太平洋戦争によって日本はアメリカにひどくいためつけられた. しかし,そのアメリカが戦後たたかってきたソ連の脅威を,戦前にただしく把握し,たたかったきたのは日本である. 当時それをアメリカがただしく認識していなかったことが太平洋戦争をまねいた原因のひとつなのではないだろうか?
日本は明治維新後,英米に対抗するのと同時に,ロシア/ソ連を脅威ととらえて,たたかってきた. 日露戦争においてはかろうじて勝利することができたが,その後もロシアへのそなえが日本外交のひとつのはしらになっていた.
日本がロシアを脅威ととらえているのに対して,朝鮮がロシアにあまい態度をとっていたことが,朝鮮併合につながったということができる. 強引に朝鮮を併合するのが朝鮮にとってよかったとはいえないが,日本にとってはそれがロシアに対抗するために必要なことだったのではないだろうか.
ロシアで革命がおこったあとも,日本はその脅威をさけるために,さまざまな手段をとってきた. 満州国をつくったことも,ソ連に対抗することが目的のひとつだったといえるだろう. 日本は国内においても,親ソ勢力に対してきびしい弾圧をくわえてきた. 小林多喜二をふくむ共産党に対する弾圧もそのひとつである. 弾圧の方法はともかくとして,共産主義に対するきびしい政策は,ソ連の脅威に対するただしい理解ゆえにおこなわれてきたのではないだろうか.
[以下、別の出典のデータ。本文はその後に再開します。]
use std::path::PathBuf;

use flate2::read::GzDecoder;
use sha2::{Digest, Sha256};
use tar::Archive;
use tempfile::TempDir;
use tracing::debug;

use crate::error::{PackageError, Result};
use crate::store::PackageStore;

/// An extracted package, exclusively owned by one execution attempt.
///
/// Dropping the workspace removes the temporary directory (best-effort —
/// `TempDir` swallows removal errors on drop), so cleanup happens at the end
/// of the attempt regardless of outcome.
#[derive(Debug)]
pub struct PackageWorkspace {
    pub dir: TempDir,
    /// Extracted file paths relative to `dir`, in archive order.
    pub files: Vec<PathBuf>,
}

impl PackageWorkspace {
    pub fn path(&self) -> &std::path::Path {
        self.dir.path()
    }
}

/// Download `key` from the store and unpack it into a fresh temp directory.
///
/// The artifact is a gzip tarball. Its sha256 digest is appended to `logs`
/// so the audit trail records exactly which bytes ran.
pub fn fetch_and_extract(
    store: &dyn PackageStore,
    key: &str,
    logs: &mut Vec<String>,
) -> Result<PackageWorkspace> {
    let bytes = store
        .get(key)?
        .ok_or_else(|| PackageError::ArtifactNotFound {
            key: key.to_string(),
        })?;

    let digest = hex::encode(Sha256::digest(&bytes));
    logs.push(format!(
        "Fetched artifact '{key}' ({} bytes, sha256 {digest})",
        bytes.len()
    ));

    let dir = TempDir::with_prefix("conductor-pkg-")?;
    let mut archive = Archive::new(GzDecoder::new(bytes.as_slice()));

    let mut files = Vec::new();
    let entries = archive
        .entries()
        .map_err(|e| PackageError::Archive(e.to_string()))?;
    for entry in entries {
        let mut entry = entry.map_err(|e| PackageError::Archive(e.to_string()))?;
        let rel = entry
            .path()
            .map_err(|e| PackageError::Archive(e.to_string()))?
            .into_owned();
        // unpack_in refuses paths that would escape the workspace
        let unpacked = entry
            .unpack_in(dir.path())
            .map_err(|e| PackageError::Archive(e.to_string()))?;
        if unpacked && entry.header().entry_type().is_file() {
            files.push(rel);
        }
    }

    debug!(key, files = files.len(), dir = %dir.path().display(), "package extracted");
    logs.push(format!("Extracted {} files", files.len()));

    Ok(PackageWorkspace { dir, files })
}
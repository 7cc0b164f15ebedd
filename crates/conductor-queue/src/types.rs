use chrono::{DateTime, Utc};
use serde::{Deserialize, Serialize};

/// Wire payload placed on the durable queue.
///
/// Field names are PascalCase on the wire — the format is shared with
/// external tooling and must not drift.
#[derive(Debug, Clone, PartialEq, Serialize, Deserialize)]
pub struct QueueMessage {
    #[serde(rename = "JobInstanceId")]
    pub job_instance_id: i64,
    #[serde(rename = "JobId")]
    pub job_id: i64,
    #[serde(rename = "QueuedAt")]
    pub queued_at: DateTime<Utc>,
    /// Optional environment tag forwarded to the execution context.
    #[serde(rename = "JobEnvironment", skip_serializing_if = "Option::is_none")]
    pub job_environment: Option<String>,
    /// Target queue name, carried for receiver self-verification.
    #[serde(rename = "JobQueueName", skip_serializing_if = "Option::is_none")]
    pub job_queue_name: Option<String>,
}

/// Opaque claim on a received message.
///
/// The token is rotated on every claim, so a handle from a lapsed lease can
/// no longer extend or delete the message once another consumer holds it.
#[derive(Debug, Clone)]
pub struct LeaseHandle {
    pub(crate) message_id: i64,
    pub(crate) token: String,
}

impl LeaseHandle {
    pub fn message_id(&self) -> i64 {
        self.message_id
    }
}
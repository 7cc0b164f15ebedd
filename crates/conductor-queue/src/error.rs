use thiserror::Error;

/// Errors that can occur within the lease queue.
#[derive(Debug, Error)]
pub enum QueueError {
    /// Underlying SQLite / rusqlite error.
    #[error("Database error: {0}")]
    Database(#[from] rusqlite::Error),

    /// The message body could not be (de)serialized.
    #[error("Message serialization error: {0}")]
    Serialization(#[from] serde_json::Error),

    /// The lease expired (or the message was deleted) before this operation;
    /// another consumer may already hold the message.
    #[error("Lease lost for message {message_id}")]
    LeaseLost { message_id: i64 },
}

pub type Result<T> = std::result::Result<T, QueueError>;
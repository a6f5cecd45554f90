//! 单个任务处理器 - 编排层
//!
//! ## 职责
//!
//! 1. **执行流程**：委托 `JobFlow` 完成发现和抽取
//! 2. **导出文件**：把记录集交给 `Exporter`
//! 3. **统计输出**：记录成功/跳过数量

use std::path::PathBuf;

use anyhow::{Context, Result};
use tracing::{info, warn};

use crate::infrastructure::PageDriver;
use crate::services::Exporter;
use crate::workflow::{JobCtx, JobFlow};

/// 单个任务的统计
#[derive(Debug, Default, Clone, PartialEq, Eq)]
pub struct JobStats {
    pub extracted: usize,
    pub skipped: usize,
    pub files: Vec<PathBuf>,
}

/// 处理单个任务：发现 → 抽取 → 导出
pub async fn process_job<D: PageDriver>(
    driver: &D,
    flow: &JobFlow,
    exporter: &Exporter,
    ctx: &JobCtx,
) -> Result<JobStats> {
    log_job_start(ctx);

    let records = flow
        .run(driver, ctx)
        .await
        .with_context(|| format!("{} 搜索失败: {}", ctx, ctx.job))?;

    for reason in records.skipped() {
        warn!("{} ⚠️ 已跳过 {}", ctx, reason);
    }

    let files = exporter
        .export(&records)
        .with_context(|| format!("{} 导出失败", ctx))?;

    let stats = JobStats {
        extracted: records.len(),
        skipped: records.skipped().len(),
        files,
    };
    log_job_complete(ctx, &stats);

    Ok(stats)
}

// ========== 日志辅助函数 ==========

fn log_job_start(ctx: &JobCtx) {
    info!("\n{}", "─".repeat(60));
    info!("{} 开始处理: {}", ctx, ctx.job);
}

fn log_job_complete(ctx: &JobCtx, stats: &JobStats) {
    info!(
        "{} 记录统计: 成功 {}, 跳过 {}",
        ctx, stats.extracted, stats.skipped
    );
    info!("{} ✅ 任务处理完成", ctx);
}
中国においても,日本軍は当時は親ソ勢力だった共産党とたたかっていた. 満州国をつくり,さらに南方を侵略したことによって,日本は国民党政府とも対立したし,国際連盟から脱退する原因にもなった. しかし,国民党政府を敵とすることは,かならずしも日本の意図したことではなかったといえるだろう.
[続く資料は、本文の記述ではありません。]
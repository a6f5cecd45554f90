use std::fmt;

use crate::models::record::Record;

/// 单个列表项的抽取结果
#[derive(Debug, Clone, PartialEq)]
pub enum ExtractOutcome {
    /// 抽取成功
    Extracted(Record),
    /// 跳过（不会中断当前任务）
    Skipped(SkipReason),
}

impl ExtractOutcome {
    pub fn record(&self) -> Option<&Record> {
        match self {
            ExtractOutcome::Extracted(record) => Some(record),
            ExtractOutcome::Skipped(_) => None,
        }
    }
}

/// 跳过原因
#[derive(Debug, Clone, PartialEq, Eq)]
pub struct SkipReason {
    /// 列表项在本次发现结果中的序号（从 1 开始）
    pub listing_index: usize,
    pub message: String,
}

impl SkipReason {
    pub fn new(listing_index: usize, message: impl Into<String>) -> Self {
        Self {
            listing_index,
            message: message.into(),
        }
    }
}

impl fmt::Display for SkipReason {
    fn fmt(&self, f: &mut fmt::Formatter<'_>) -> fmt::Result {
        write!(f, "列表项 #{}: {}", self.listing_index, self.message)
    }
}
//! 字段抽取服务 - 业务能力层
//!
//! 只负责"打开一个列表项并读取字段"，不关心列表从哪来

use std::time::Duration;

use tracing::{debug, error};

use crate::config::Config;
use crate::error::{AppError, AppResult};
use crate::infrastructure::PageDriver;
use crate::models::{derive_area, ExtractOutcome, Record, SearchJob, SkipReason};
use crate::services::field_table::{FieldSource, FieldSpec, FieldValue, DETAIL_FIELDS};
use crate::services::selectors;

/// 字段抽取服务
///
/// 职责：
/// - 点击列表项，等待详情面板
/// - 按字段表逐个读取，缺失的字段取空值
/// - 页面错误或数字解析失败只导致当前列表项被跳过
pub struct Extractor {
    detail_settle: Duration,
    fields: &'static [FieldSpec],
}

impl Extractor {
    pub fn new(config: &Config) -> Self {
        Self {
            detail_settle: config.delays.detail,
            fields: &DETAIL_FIELDS,
        }
    }

    /// 抽取一个列表项；句柄在这里被消耗
    ///
    /// 不会返回错误：失败时返回 `Skipped`
    pub async fn extract<D: PageDriver>(
        &self,
        driver: &D,
        handle: D::Handle,
        job: &SearchJob,
        listing_index: usize,
    ) -> ExtractOutcome {
        match self.try_extract(driver, &handle, job).await {
            Ok(record) => ExtractOutcome::Extracted(record),
            Err(e) => {
                error!("列表项 #{} 抽取失败: {}", listing_index, e);
                ExtractOutcome::Skipped(SkipReason::new(listing_index, e.to_string()))
            }
        }
    }

    async fn try_extract<D: PageDriver>(
        &self,
        driver: &D,
        handle: &D::Handle,
        job: &SearchJob,
    ) -> AppResult<Record> {
        let mut record = Record::for_job(job);

        // 名称在点击前读取，不受详情面板加载影响
        record.name = driver
            .get_attribute(handle, selectors::LABEL_ATTRIBUTE)
            .await?
            .unwrap_or_default();

        driver.click(handle).await?;
        driver.wait(self.detail_settle).await;

        for spec in self.fields {
            let value = self.read_field(driver, spec).await?;
            spec.apply(&mut record, value);
        }

        record.area = derive_area(&record.address);
        debug!("抽取完成: {}", record.name);
        Ok(record)
    }

    /// 读取单个字段；找不到元素时返回空值
    ///
    /// 页面错误和解析失败都会向上传播，使整个列表项被跳过
    async fn read_field<D: PageDriver>(&self, driver: &D, spec: &FieldSpec) -> AppResult<FieldValue> {
        match self.lookup(driver, spec).await? {
            Some(raw) => spec
                .parser
                .parse(&raw)
                .map_err(|e| AppError::field_parse(spec.field.to_string(), e.raw)),
            None => Ok(FieldValue::Empty),
        }
    }

    /// 取第一个匹配元素的文本或属性，没有匹配时返回 None
    async fn lookup<D: PageDriver>(&self, driver: &D, spec: &FieldSpec) -> AppResult<Option<String>> {
        if driver.count(&spec.locator).await? == 0 {
            return Ok(None);
        }
        let Some(first) = driver.locate_all(&spec.locator).await?.into_iter().next() else {
            return Ok(None);
        };
        let raw = match spec.source {
            FieldSource::Text => driver.get_text(&first).await?,
            FieldSource::Attribute(name) => driver.get_attribute(&first, name).await?.unwrap_or_default(),
        };
        Ok(Some(raw))
    }
}
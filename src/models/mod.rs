pub mod loaders;
pub mod outcome;
pub mod record;
pub mod record_set;
pub mod search_job;

pub use loaders::{JobQueue, SearchArgs};
pub use outcome::{ExtractOutcome, SkipReason};
pub use record::{derive_area, Cell, Parsed, Record};
pub use record_set::{RecordSet, Table};
pub use search_job::SearchJob;
//! 任务处理流程 - 流程层
//!
//! 核心职责：定义"一个搜索任务"的完整处理流程
//!
//! 流程顺序：
//! 1. 搜索并滚动到收敛（Discoverer）
//! 2. 逐个抽取列表项（Extractor），失败的跳过
//! 3. 汇总到 RecordSet

use tracing::info;

use crate::config::Config;
use crate::error::AppResult;
use crate::infrastructure::PageDriver;
use crate::models::{ExtractOutcome, RecordSet};
use crate::services::{Discoverer, Extractor, TargetCount};
use crate::utils::logging::truncate_text;
use crate::workflow::job_ctx::JobCtx;

/// 任务处理流程
///
/// - 编排发现和抽取
/// - 不持有任何资源（page），页面驱动由调用方传入
/// - 严格串行：一个列表项抽取完才处理下一个
pub struct JobFlow {
    discoverer: Discoverer,
    extractor: Extractor,
    target: TargetCount,
}

impl JobFlow {
    pub fn new(config: &Config, target: TargetCount) -> Self {
        Self {
            discoverer: Discoverer::new(config),
            extractor: Extractor::new(config),
            target,
        }
    }

    pub fn from_parts(discoverer: Discoverer, extractor: Extractor, target: TargetCount) -> Self {
        Self {
            discoverer,
            extractor,
            target,
        }
    }

    pub async fn run<D: PageDriver>(&self, driver: &D, ctx: &JobCtx) -> AppResult<RecordSet> {
        info!("{} 🔍 搜索: {} (目标数量: {})", ctx, ctx.job, self.target);

        let discovery = self.discoverer.discover(driver, &ctx.job, self.target).await?;
        let total = discovery.handles.len();
        let mut records = RecordSet::new(ctx.job.clone());

        for (index, handle) in discovery.handles.into_iter().enumerate() {
            let listing_index = index + 1;
            let outcome = self
                .extractor
                .extract(driver, handle, &ctx.job, listing_index)
                .await;

            if let ExtractOutcome::Extracted(record) = &outcome {
                info!(
                    "{} ✓ {}/{} {}",
                    ctx,
                    listing_index,
                    total,
                    truncate_text(&record.name, 60)
                );
            }
            records.collect(outcome);
        }

        Ok(records)
    }
}
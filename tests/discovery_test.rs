mod support;

use std::time::Duration;

use maps_listing_scraper::services::selectors;
use maps_listing_scraper::services::{Discoverer, StopReason, TargetCount};
use maps_listing_scraper::SearchJob;
use support::{fast_config, FakeHandle, FakeListing, FakePage};

fn listings(n: usize) -> Vec<FakeListing> {
    (0..n).map(|i| FakeListing::named(&format!("Shop {}", i))).collect()
}

fn job() -> SearchJob {
    SearchJob::new("bakery", "Springfield", "IL")
}

#[tokio::test]
async fn stops_at_target_and_takes_exactly_target_handles() {
    let page = FakePage::new(listings(30), &[10, 20, 30]);
    let discoverer = Discoverer::new(&fast_config());

    let discovery = discoverer
        .discover(&page, &job(), TargetCount::Limited(25))
        .await
        .unwrap();

    assert_eq!(discovery.reason, StopReason::AtTarget);
    assert_eq!(discovery.polls, 3);
    assert_eq!(discovery.handles.len(), 25);
    assert_eq!(discovery.handles[0], FakeHandle::Listing(0));
    assert_eq!(discovery.handles[24], FakeHandle::Listing(24));
}

#[tokio::test]
async fn stops_when_two_polls_report_the_same_count() {
    let page = FakePage::new(listings(12), &[5, 9, 12, 12]);
    let discoverer = Discoverer::new(&fast_config());

    let discovery = discoverer
        .discover(&page, &job(), TargetCount::Unbounded)
        .await
        .unwrap();

    assert_eq!(discovery.reason, StopReason::Stabilized);
    assert_eq!(discovery.polls, 4);
    assert_eq!(discovery.handles.len(), 12);
    assert_eq!(page.scrolls(), 4);
}

#[tokio::test]
async fn returns_everything_when_fewer_than_target_exist() {
    let page = FakePage::new(listings(7), &[7, 7]);
    let discoverer = Discoverer::new(&fast_config());

    let discovery = discoverer
        .discover(&page, &job(), TargetCount::Limited(50))
        .await
        .unwrap();

    assert_eq!(discovery.reason, StopReason::Stabilized);
    assert_eq!(discovery.handles.len(), 7);
}

#[tokio::test]
async fn target_met_on_the_first_poll() {
    let page = FakePage::new(listings(20), &[20]);
    let discoverer = Discoverer::new(&fast_config());

    let discovery = discoverer
        .discover(&page, &job(), TargetCount::Limited(20))
        .await
        .unwrap();

    assert_eq!(discovery.reason, StopReason::AtTarget);
    assert_eq!(discovery.polls, 1);
    assert_eq!(discovery.handles.len(), 20);
}

#[tokio::test]
async fn no_results_is_an_empty_discovery() {
    let page = FakePage::new(Vec::new(), &[0]);
    let discoverer = Discoverer::new(&fast_config());

    let discovery = discoverer
        .discover(&page, &job(), TargetCount::Unbounded)
        .await
        .unwrap();

    assert!(discovery.handles.is_empty());
    assert_eq!(discovery.reason, StopReason::Stabilized);
    assert_eq!(discovery.polls, 1);
}

#[tokio::test]
async fn submits_the_query_before_scrolling() {
    let page = FakePage::new(listings(3), &[3, 3]);
    let discoverer = Discoverer::new(&fast_config());

    discoverer
        .discover(&page, &job(), TargetCount::Unbounded)
        .await
        .unwrap();

    let events = page.events();
    assert_eq!(
        events[0],
        format!("fill {} bakery, Springfield, IL", selectors::SEARCH_INPUT)
    );
    assert_eq!(events[1], "enter");
    assert_eq!(events[2], format!("hover {}", selectors::LISTING_ANCHOR));
    assert!(events[3].starts_with("scroll"));
}

#[tokio::test]
async fn wall_clock_guard_stops_a_list_that_keeps_growing() {
    let page = FakePage::new(listings(100), &[10, 20, 30, 40]);
    let discoverer = Discoverer::new(&fast_config()).with_timeout(Duration::ZERO);

    let discovery = discoverer
        .discover(&page, &job(), TargetCount::Unbounded)
        .await
        .unwrap();

    assert_eq!(discovery.reason, StopReason::TimedOut);
    assert_eq!(discovery.polls, 1);
    assert_eq!(discovery.handles.len(), 10);
}
pub mod job_ctx;
pub mod job_flow;

pub use job_ctx::JobCtx;
pub use job_flow::JobFlow;
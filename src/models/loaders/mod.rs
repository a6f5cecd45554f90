pub mod job_loader;

pub use job_loader::{load_job_file, parse_job_file, parse_job_line, JobQueue, SearchArgs};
英米は戦前,ソ連に対してはむしろ,ゆるい態度をとってきた. それは,当時,ソ連よりもドイツがイギリスにとって脅威だったからである. 英米によって日本が経済封鎖の対象とされ第 2 次対戦において敵とされたのも,日本がドイツと同盟関係にあったことがおおきな理由である.
ドイツの脅威がとりのぞかれたあと,アメリカおよび他の資本主義国の最大の脅威となったのはほかならないソ連である. ソ連との冷戦は,ベルリン危機やキューバ危機のような核戦争寸前の状態をまねくとともに,ベトナム戦争をはじめとするいくつもの悲劇を生んだ. そして,ソ連が自滅するまで,アメリカや他の資本主義諸国は冷戦に勝利することができなかった. そのソ連の脅威と戦前,最前線でたたかっていたのは日本である. 戦前の日本の対ソ政策を英米がただしく評価していれば,もしかすると第 2 次大戦の構図はもっとちがっていたのではないだろうか?